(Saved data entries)
<<<<
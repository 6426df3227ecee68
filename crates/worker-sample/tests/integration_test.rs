use serde_json::json;
use std::collections::BTreeMap;
use std::path::Path;
use std::time::Duration;
use worker_framework::{endpoint, BuildError, ResourceState, RuntimeConfig};
use worker_sample::clients::AgentError;
use worker_sample::lifecycle::ServiceHost;

fn config_in(dir: &Path) -> RuntimeConfig {
    RuntimeConfig {
        namespace: "sample".into(),
        conf_dir: dir.to_path_buf(),
        scan_period: Duration::from_millis(20),
        request_timeout: Duration::from_secs(2),
        ..RuntimeConfig::default()
    }
}

fn write_kv(dir: &Path, body: serde_json::Value) {
    std::fs::write(dir.join("kv_default.json"), body.to_string()).unwrap();
}

async fn wait_for<F: Fn() -> bool>(condition: F) {
    tokio::time::timeout(Duration::from_secs(2), async {
        while !condition() {
            tokio::time::sleep(Duration::from_millis(10)).await;
        }
    })
    .await
    .expect("condition not reached in time");
}

#[tokio::test]
async fn key_value_round_trip() {
    let dir = tempfile::tempdir().unwrap();
    write_kv(dir.path(), json!({"vendor": "memory", "capacity": 100, "namespace": "app"}));

    let host = ServiceHost::start(config_in(dir.path())).await.unwrap();
    assert!(host.kv_state().is_active());
    let kv = host.kv_agent();

    kv.set("greeting", "hello").await.unwrap();
    assert_eq!(kv.get("greeting").await.unwrap(), Some("hello".into()));
    assert_eq!(kv.get("missing").await.unwrap(), None);
    assert_eq!(kv.incr("visits", 2).await.unwrap(), 2);
    assert_eq!(kv.incr("visits", 3).await.unwrap(), 5);

    assert!(kv.hset("user", "name", "ada").await.unwrap());
    kv.hmset(
        "user",
        BTreeMap::from([("lang".to_string(), "rust".to_string())]),
    )
    .await
    .unwrap();
    assert_eq!(kv.hget("user", "name").await.unwrap(), Some("ada".into()));
    assert_eq!(kv.hkeys("user").await.unwrap(), vec!["lang", "name"]);
    assert_eq!(
        kv.hmget("user", &["lang", "age"]).await.unwrap(),
        vec![Some("rust".to_string()), None]
    );

    let err = kv.incr("user", 1).await.unwrap_err();
    assert!(matches!(err, AgentError::Rejected(_)));

    assert_eq!(kv.size().await.unwrap(), 3);
    assert_eq!(kv.del(&["greeting", "nope"]).await.unwrap(), 1);
    assert_eq!(kv.flush().await.unwrap(), 2);

    host.shutdown().await;
}

#[tokio::test]
async fn editing_the_file_swaps_the_store() {
    let dir = tempfile::tempdir().unwrap();
    write_kv(dir.path(), json!({"vendor": "memory", "capacity": 1}));

    let host = ServiceHost::start(config_in(dir.path())).await.unwrap();
    let first = host.current_kv().unwrap();
    assert_eq!(first.worker.capacity(), 1);

    let kv = host.kv_agent();
    kv.set("a", "1").await.unwrap();
    assert!(matches!(kv.set("b", "2").await, Err(AgentError::Rejected(_))));

    write_kv(dir.path(), json!({"vendor": "memory", "capacity": 10}));
    wait_for(|| {
        host.current_kv()
            .is_some_and(|h| h.deployment_id != first.deployment_id)
    })
    .await;

    let second = host.current_kv().unwrap();
    assert_eq!(second.worker.capacity(), 10);
    assert_eq!(second.address, first.address);
    // the old store was flushed on undeploy
    assert_eq!(first.worker.size(), 0);

    kv.set("b", "2").await.unwrap();
    assert_eq!(kv.get("a").await.unwrap(), None);
    assert_eq!(host.supervisor().ledger().count_for("default"), 1);

    host.shutdown().await;
}

#[tokio::test]
async fn unsupported_vendor_leaves_store_unavailable() {
    let dir = tempfile::tempdir().unwrap();
    write_kv(dir.path(), json!({"vendor": "redis"}));

    let host = ServiceHost::start(config_in(dir.path())).await.unwrap();
    assert_eq!(
        host.kv_state(),
        ResourceState::Unavailable {
            reason: BuildError::Unsupported("redis".into()).to_string()
        }
    );
    assert!(host.current_kv().is_none());
    assert!(matches!(
        host.kv_agent().size().await,
        Err(AgentError::Unavailable(_))
    ));

    // the echo worker is unaffected
    let pong = endpoint(host.supervisor().bus())
        .address(host.echo_address())
        .action("ping")
        .request_empty()
        .await
        .unwrap();
    assert_eq!(pong, json!({ "pong": 1 }));

    write_kv(dir.path(), json!({"vendor": "memory"}));
    wait_for(|| host.kv_state().is_active()).await;
    assert_eq!(host.kv_agent().size().await.unwrap(), 0);

    host.shutdown().await;
}

#[tokio::test]
async fn missing_file_waits_for_configuration() {
    let dir = tempfile::tempdir().unwrap();
    let host = ServiceHost::start(config_in(dir.path())).await.unwrap();
    assert_eq!(host.kv_state(), ResourceState::Unconfigured);
    assert_eq!(host.supervisor().resource_names(), vec!["default", "echo"]);

    let echo = endpoint(host.supervisor().bus())
        .address(host.echo_address())
        .action("echo")
        .request(json!("hi"))
        .await
        .unwrap();
    assert_eq!(echo["payload"], json!("hi"));

    host.shutdown().await;
}

#[tokio::test]
async fn shutdown_undeploys_everything() {
    let dir = tempfile::tempdir().unwrap();
    write_kv(dir.path(), json!({"vendor": "memory"}));
    let host = ServiceHost::start(config_in(dir.path())).await.unwrap();
    let supervisor = host.supervisor().clone();
    assert_eq!(supervisor.ledger().len(), 2);

    host.shutdown().await;
    assert!(supervisor.is_stopped());
    assert!(supervisor.ledger().is_empty());
    assert_eq!(supervisor.state("default"), Some(ResourceState::Stopped));
    assert_eq!(supervisor.state("echo"), Some(ResourceState::Stopped));
}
>>>>
__Exercise requirements__:
Extract all the entries word for word.

__Result of this task__:
repository 6426df3227ecee68
filename crates/worker-sample/tests/integration_test.rs
use serde_json::json;
use std::collections::BTreeMap;
use std::path::Path;
use std::time::Duration;
use worker_framework::{endpoint, BuildError, ResourceState, RuntimeConfig};
use worker_sample::clients::AgentError;
use worker_sample::lifecycle::ServiceHost;

fn config_in(dir: &Path) -> RuntimeConfig {
    RuntimeConfig {
        namespace: "sample".into(),
        conf_dir: dir.to_path_buf(),
        scan_period: Duration::from_millis(20),
        request_timeout: Duration::from_secs(2),
        ..RuntimeConfig::default()
    }
}

fn write_kv(dir: &Path, body: serde_json::Value) {
    std::fs::write(dir.join("kv_default.json"), body.to_string()).unwrap();
}

async fn wait_for<F: Fn() -> bool>(condition: F) {
    tokio::time::timeout(Duration::from_secs(2), async {
        while !condition() {
            tokio::time::sleep(Duration::from_millis(10)).await;
        }
    })
    .await
    .expect("condition not reached in time");
}

#[tokio::test]
async fn key_value_round_trip() {
    let dir = tempfile::tempdir().unwrap();
    write_kv(dir.path(), json!({"vendor": "memory", "capacity": 100, "namespace": "app"}));

    let host = ServiceHost::start(config_in(dir.path())).await.unwrap();
    assert!(host.kv_state().is_active());
    let kv = host.kv_agent();

    kv.set("greeting", "hello").await.unwrap();
    assert_eq!(kv.get("greeting").await.unwrap(), Some("hello".into()));
    assert_eq!(kv.get("missing").await.unwrap(), None);
    assert_eq!(kv.incr("visits", 2).await.unwrap(), 2);
    assert_eq!(kv.incr("visits", 3).await.unwrap(), 5);

    assert!(kv.hset("user", "name", "ada").await.unwrap());
    kv.hmset(
        "user",
        BTreeMap::from([("lang".to_string(), "rust".to_string())]),
    )
    .await
    .unwrap();
    assert_eq!(kv.hget("user", "name").await.unwrap(), Some("ada".into()));
    assert_eq!(kv.hkeys("user").await.unwrap(), vec!["lang", "name"]);
    assert_eq!(
        kv.hmget("user", &["lang", "age"]).await.unwrap(),
        vec![Some("rust".to_string()), None]
    );

    let err = kv.incr("user", 1).await.unwrap_err();
    assert!(matches!(err, AgentError::Rejected(_)));

    assert_eq!(kv.size().await.unwrap(), 3);
    assert_eq!(kv.del(&["greeting", "nope"]).await.unwrap(), 1);
    assert_eq!(kv.flush().await.unwrap(), 2);

    host.shutdown().await;
}

#[tokio::test]
async fn editing_the_file_swaps_the_store() {
    let dir = tempfile::tempdir().unwrap();
    write_kv(dir.path(), json!({"vendor": "memory", "capacity": 1}));

    let host = ServiceHost::start(config_in(dir.path())).await.unwrap();
    let first = host.current_kv().unwrap();
    assert_eq!(first.worker.capacity(), 1);

    let kv = host.kv_agent();
    kv.set("a", "1").await.unwrap();
    assert!(matches!(kv.set("b", "2").await, Err(AgentError::Rejected(_))));

    write_kv(dir.path(), json!({"vendor": "memory", "capacity": 10}));
    wait_for(|| {
        host.current_kv()
            .is_some_and(|h| h.deployment_id != first.deployment_id)
    })
    .await;

    let second = host.current_kv().unwrap();
    assert_eq!(second.worker.capacity(), 10);
    assert_eq!(second.address, first.address);
    // the old store was flushed on undeploy
    assert_eq!(first.worker.size(), 0);

    kv.set("b", "2").await.unwrap();
    assert_eq!(kv.get("a").await.unwrap(), None);
    assert_eq!(host.supervisor().ledger().count_for("default"), 1);

    host.shutdown().await;
}

#[tokio::test]
async fn unsupported_vendor_leaves_store_unavailable() {
    let dir = tempfile::tempdir().unwrap();
    write_kv(dir.path(), json!({"vendor": "redis"}));

    let host = ServiceHost::start(config_in(dir.path())).await.unwrap();
    assert_eq!(
        host.kv_state(),
        ResourceState::Unavailable {
            reason: BuildError::Unsupported("redis".into()).to_string()
        }
    );
    assert!(host.current_kv().is_none());
    assert!(matches!(
        host.kv_agent().size().await,
        Err(AgentError::Unavailable(_))
    ));

    // the echo worker is unaffected
    let pong = endpoint(host.supervisor().bus())
        .address(host.echo_address())
        .action("ping")
        .request_empty()
        .await
        .unwrap();
    assert_eq!(pong, json!({ "pong": 1 }));

    write_kv(dir.path(), json!({"vendor": "memory"}));
    wait_for(|| host.kv_state().is_active()).await;
    assert_eq!(host.kv_agent().size().await.unwrap(), 0);

    host.shutdown().await;
}

#[tokio::test]
async fn missing_file_waits_for_configuration() {
    let dir = tempfile::tempdir().unwrap();
    let host = ServiceHost::start(config_in(dir.path())).await.unwrap();
    assert_eq!(host.kv_state(), ResourceState::Unconfigured);
    assert_eq!(host.supervisor().resource_names(), vec!["default", "echo"]);

    let echo = endpoint(host.supervisor().bus())
        .address(host.echo_address())
        .action("echo")
        .request(json!("hi"))
        .await
        .unwrap();
    assert_eq!(echo["payload"], json!("hi"));

    host.shutdown().await;
}

#[tokio::test]
async fn shutdown_undeploys_everything() {
    let dir = tempfile::tempdir().unwrap();
    write_kv(dir.path(), json!({"vendor": "memory"}));
    let host = ServiceHost::start(config_in(dir.path())).await.unwrap();
    let supervisor = host.supervisor().clone();
    assert_eq!(supervisor.ledger().len(), 2);

    host.shutdown().await;
    assert!(supervisor.is_stopped());
    assert!(supervisor.ledger().is_empty());
    assert_eq!(supervisor.state("default"), Some(ResourceState::Stopped));
    assert_eq!(supervisor.state("echo"), Some(ResourceState::Stopped));
}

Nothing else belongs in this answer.